(Saved entries)
------
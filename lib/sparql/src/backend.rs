use crate::assemble::assemble_entities;
use crate::executor::{BindingRow, QueryExecutionAdapter};
use crate::template::{dataservice_facets_query, QueryTemplate};
use async_trait::async_trait;
use registry_common::error::RegistryError;
use registry_common::{FacetSearchBackend, SearchResult};
use registry_engine::aggregate_all;
use registry_model::{
    normalize_type_label, vocab, FacetCount, FacetDimension, FacetKeying, Facets,
    FilterSelection,
};
use std::sync::Arc;

/// Evaluates searches by generating SPARQL queries and running them against the configured
/// sources.
///
/// Filter values are resource identifiers for resource dimensions (see
/// [ValueKind](registry_model::ValueKind)), so the facets of this backend are keyed by resource.
/// The `value` of each returned [FacetCount] can be used as a filter value again.
#[derive(Clone, Debug)]
pub struct DeclarativeQuerySearch {
    adapter: QueryExecutionAdapter,
    template: QueryTemplate,
    sources: Vec<String>,
}

impl DeclarativeQuerySearch {
    /// Creates a backend that uses the embedded data service details template.
    pub fn new(adapter: QueryExecutionAdapter, sources: Vec<String>) -> Self {
        Self {
            adapter,
            template: QueryTemplate::dataservice_details(),
            sources,
        }
    }

    /// Replaces the details template.
    ///
    /// The template must select the variables the entities are assembled from, `?service` first.
    #[must_use]
    pub fn with_template(mut self, template: QueryTemplate) -> Self {
        self.template = template;
        self
    }

    pub fn sources(&self) -> &[String] {
        &self.sources
    }
}

#[async_trait]
impl FacetSearchBackend for DeclarativeQuerySearch {
    async fn search(&self, selection: &FilterSelection) -> Result<SearchResult, RegistryError> {
        let query = self.template.build(selection)?;
        let rows = self.adapter.execute(&query, &self.sources).await?;

        let entities = assemble_entities(&rows)
            .into_iter()
            .map(Arc::new)
            .collect::<Vec<_>>();
        let facets = aggregate_all(&entities, FacetKeying::Resource);

        tracing::debug!(
            rows = rows.len(),
            entities = entities.len(),
            "Evaluated declarative search"
        );
        Ok(SearchResult { entities, facets })
    }

    async fn facet_options(&self) -> Result<Facets, RegistryError> {
        let rows = self
            .adapter
            .execute(dataservice_facets_query(), &self.sources)
            .await?;
        Ok(facet_options_from_rows(&rows))
    }
}

/// Groups the rows of the facet listing query by dimension.
///
/// Rows of unknown dimensions or without a value are skipped. A missing label falls back to the
/// value (normalized for types). Entries are ordered by descending count, ties keep row order.
pub fn facet_options_from_rows(rows: &[BindingRow]) -> Facets {
    let mut facets = FacetDimension::ALL
        .into_iter()
        .map(|dimension| (dimension, Vec::new()))
        .collect::<Facets>();

    for row in rows {
        let Some(dimension) = row
            .get("facet")
            .and_then(|name| FacetDimension::from_name(name))
        else {
            continue;
        };
        let Some(value) = row.get("value") else {
            continue;
        };

        let label = match row.get("label") {
            Some(label) => label.clone(),
            None if dimension == FacetDimension::Type => {
                normalize_type_label(&vocab::compact_iri(value))
            }
            None => value.clone(),
        };
        let count = row
            .get("count")
            .and_then(|count| count.parse().ok())
            .unwrap_or_default();

        if let Some(entries) = facets.get_mut(&dimension) {
            entries.push(FacetCount {
                label,
                value: value.clone(),
                count,
            });
        }
    }

    for entries in facets.values_mut() {
        entries.sort_by(|a, b| b.count.cmp(&a.count));
    }
    facets
}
------
### Assignment
Whenever the string "await" shows up in a line of the records, copy that line.

### Solution for this problem
        let rows = self.adapter.execute(&query, &self.sources).await?;
            .await?;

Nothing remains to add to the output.